▶ **Your goal**
Output only these lines, set down exactly: the one containing "fn from(e: serde_json::Error)" and each line after it through the end of the records.

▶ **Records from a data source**
-------
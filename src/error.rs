//! Error types for flaredns.

use thiserror::Error;

/// Result type alias for flaredns.
pub type Result<T> = std::result::Result<T, DdnsError>;

/// DDNS error types.
#[derive(Error, Debug, Clone)]
pub enum DdnsError {
    /// Configuration error (missing or invalid domain, record, token...).
    #[error("Configuration error: {0}")]
    Config(String),

    /// Network/HTTP error.
    #[error("Network error: {0}")]
    Network(String),

    /// Provider-specific error.
    #[error("Provider error ({provider}): {message}")]
    Provider { provider: String, message: String },

    /// IP detection error. Carries every underlying failure.
    #[error("IP detection failed: {message}{}", render_failures(.failures))]
    IpDetection {
        message: String,
        failures: Vec<String>,
    },

    /// A string that should have been an IP address was not one.
    #[error("Invalid IP address: {0:?}")]
    InvalidIp(String),

    /// A one-shot step failed.
    #[error("{step}: {source}")]
    Step {
        step: &'static str,
        #[source]
        source: Box<DdnsError>,
    },

    /// The daemon task panicked or was cancelled.
    #[error("Daemon task failed: {0}")]
    Task(String),

    /// IO error.
    #[error("IO error: {0}")]
    Io(String),

    /// Serialization error.
    #[error("Serialization error: {0}")]
    Serialization(String),
}

impl DdnsError {
    /// Build an IP detection error without underlying failures.
    pub fn ip_detection(message: impl Into<String>) -> Self {
        DdnsError::IpDetection {
            message: message.into(),
            failures: Vec::new(),
        }
    }

    pub(crate) fn provider(provider: &str, message: impl Into<String>) -> Self {
        DdnsError::Provider {
            provider: provider.to_string(),
            message: message.into(),
        }
    }

    /// Annotate this error with the step that produced it.
    pub fn at_step(self, step: &'static str) -> Self {
        DdnsError::Step {
            step,
            source: Box::new(self),
        }
    }
}

fn render_failures(failures: &[String]) -> String {
    if failures.is_empty() {
        return String::new();
    }
    format!(" [{}]", failures.join("; "))
}

impl From<std::io::Error> for DdnsError {
    fn from(e: std::io::Error) -> Self {
        DdnsError::Io(e.to_string())
    }
}

impl From<reqwest::Error> for DdnsError {
    fn from(e: reqwest::Error) -> Self {
        DdnsError::Network(e.to_string())
    }
}

impl From<hickory_resolver::error::ResolveError> for DdnsError {
    fn from(e: hickory_resolver::error::ResolveError) -> Self {
        DdnsError::Network(e.to_string())
    }
}

impl From<toml::de::Error> for DdnsError {
    fn from(e: toml::de::Error) -> Self {
        DdnsError::Config(e.to_string())
    }
}

impl From<serde_json::Error> for DdnsError {
    fn from(e: serde_json::Error) -> Self {
        DdnsError::Serialization(e.to_string())
    }
}

#[cfg(test)]
mod tests {
    use super::*;

    #[test]
    fn test_ip_detection_lists_failures() {
        let err = DdnsError::IpDetection {
            message: "all strategies failed".to_string(),
            failures: vec!["opendns: timeout".to_string(), "google: refused".to_string()],
        };
        assert_eq!(
            err.to_string(),
            "IP detection failed: all strategies failed [opendns: timeout; google: refused]"
        );
    }

    #[test]
    fn test_step_annotation() {
        let err = DdnsError::Config("domain is not set".to_string())
            .at_step("unable to find domain or record in configuration");
        assert!(err.to_string().starts_with("unable to find domain or record"));
        assert!(err.to_string().contains("domain is not set"));
    }
}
-------
▶ **Written solution**
    fn from(e: serde_json::Error) -> Self {
        DdnsError::Serialization(e.to_string())
    }
}

#[cfg(test)]
mod tests {
    use super::*;

    #[test]
    fn test_ip_detection_lists_failures() {
        let err = DdnsError::IpDetection {
            message: "all strategies failed".to_string(),
            failures: vec!["opendns: timeout".to_string(), "google: refused".to_string()],
        };
        assert_eq!(
            err.to_string(),
            "IP detection failed: all strategies failed [opendns: timeout; google: refused]"
        );
    }

    #[test]
    fn test_step_annotation() {
        let err = DdnsError::Config("domain is not set".to_string())
            .at_step("unable to find domain or record in configuration");
        assert!(err.to_string().starts_with("unable to find domain or record"));
        assert!(err.to_string().contains("domain is not set"));
    }
}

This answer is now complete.